In these circumstances respondent contends that it is 'obvious' that petitioner's trial counsel, following his interview with Fisk, made a tactical judgment that her testimony would be helpful, and therefore that the federal claim is not available to petitioner here because it was waived. I find that view unacceptable.
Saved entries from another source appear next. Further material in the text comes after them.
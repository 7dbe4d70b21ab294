use crate::slab::Slot;

// ---------------------------------------------------------------------------
// Unit flags
// ---------------------------------------------------------------------------

pub const UNIT_NONE: u16 = 0;
pub const UNIT_CREATED: u16 = 0b0000_0001;
pub const UNIT_HOME: u16 = 0b0000_0010;
pub const UNIT_WORK: u16 = 0b0000_0100;
pub const UNIT_VISIT: u16 = 0b0000_1000;
pub const UNIT_VEHICLE: u16 = 0b0001_0000;
pub const UNIT_STUDENT: u16 = 0b0010_0000;

/// Bits that say what a record holds.
pub const UNIT_CATEGORY_MASK: u16 = UNIT_HOME | UNIT_WORK | UNIT_VISIT | UNIT_VEHICLE | UNIT_STUDENT;

/// Occupant slots per record.
pub const UNIT_SEATS: usize = 5;

/// A group of up to five citizens attached to one building or vehicle.
#[derive(Debug, Clone, Copy, Default, PartialEq, Eq)]
pub struct CitizenUnit {
    pub flags: u16,
    pub building: u16,
    pub vehicle: u16,
    pub citizens: [u32; UNIT_SEATS],
    pub next_unit: u32,
    /// Opaque per-record payload, carried through copies.
    pub goods: u16,
}

impl CitizenUnit {
    pub fn has(&self, flag: u16) -> bool {
        self.flags & flag != 0
    }

    pub fn category(&self) -> u16 {
        self.flags & UNIT_CATEGORY_MASK
    }

    pub fn owner(&self) -> UnitOwner {
        if self.building != 0 {
            UnitOwner::Building(self.building)
        } else if self.vehicle != 0 {
            UnitOwner::Vehicle(self.vehicle)
        } else {
            UnitOwner::None
        }
    }

    pub fn has_occupants(&self) -> bool {
        self.citizens.iter().any(|&c| c != 0)
    }

    pub fn occupants(&self) -> impl Iterator<Item = u32> + '_ {
        self.citizens.iter().copied().filter(|&c| c != 0)
    }

    /// Places `citizen` in the first empty seat. Returns false when full.
    pub fn seat(&mut self, citizen: u32) -> bool {
        match self.citizens.iter_mut().find(|c| **c == 0) {
            Some(slot) => {
                *slot = citizen;
                true
            }
            None => false,
        }
    }
}

impl Slot for CitizenUnit {
    fn is_unused(&self) -> bool {
        self.flags == UNIT_NONE
    }
}

/// Who a record (or chain) belongs to.
#[derive(Debug, Clone, Copy, PartialEq, Eq, Hash)]
pub enum UnitOwner {
    None,
    Building(u16),
    Vehicle(u16),
}

/// Outcome of allocating an owner's chain.
#[derive(Debug, Clone, Copy, Default, PartialEq, Eq)]
pub struct ChainAllocation {
    /// First record of the chain, 0 when nothing could be allocated.
    pub head: u32,
    pub requested: u32,
    pub created: u32,
}

impl ChainAllocation {
    pub fn is_complete(&self) -> bool {
        self.created == self.requested
    }
}
//! Cross-plugin view of the live unit array.
//!
//! Other plugins cache a reference to the unit storage. Whenever the array
//! is swapped out they must drop that cache and re-read [`BufferHandle`],
//! so every replacement bumps the generation and is announced once with
//! [`BufferReplaced`].

use bevy::prelude::*;

/// Identifies one incarnation of the unit array.
#[derive(Debug, Clone, Copy, PartialEq, Eq, Hash)]
pub struct BufferHandle {
    pub generation: u32,
    pub capacity: u32,
}

impl BufferHandle {
    /// True if a reference taken under `self` still points at live storage.
    pub fn is_current(&self, current: &BufferHandle) -> bool {
        self == current
    }
}

/// Fired once per load in which the unit array was replaced.
#[derive(Event, Debug, Clone, Copy)]
pub struct BufferReplaced {
    pub previous: BufferHandle,
    pub current: BufferHandle,
}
The District Court of Appeal clearly agreed that petitioner's federal contention based on our decisions in Massiah and Escobedo was valid. 245 Cal.App.2d 112, 144, 53 Cal.Rptr. 720, 740. The court stated it did not reverse the conviction only because it viewed Fisk's testimony as nonprejudicial. Ibid. However, it went on to say that petitioner waived the point by failing to object when Fisk was called the day following the in-chambers conference, or, to put it another way, that 'it is reasonable to assume that defense counsel was willing to have Peggy [Fisk] testify' in the circumstances. 245 Cal.App.2d, at 143, 53 Cal.Rptr., at 740.4 I think it significant to note that the Supreme Court of California specifically disapproved the language of the District Court of Appeal in this case with respect to waiver of objections to admission of evidence obtained in violation of 'Escobedo-Dorado' by a mere failure to object, see People v. Doherty, 67 Cal.2d 9, 14, 59 Cal.Rptr. 857, 860, 429 P.2d 177, 180 (1967), and in the same decision cast considerable doubt on the approach of the District Court of Appeal in this case toward presuming or assuming that the failure to object was a considered trial stratagem.5

In any event, this Court has long held that a waiver of a federal...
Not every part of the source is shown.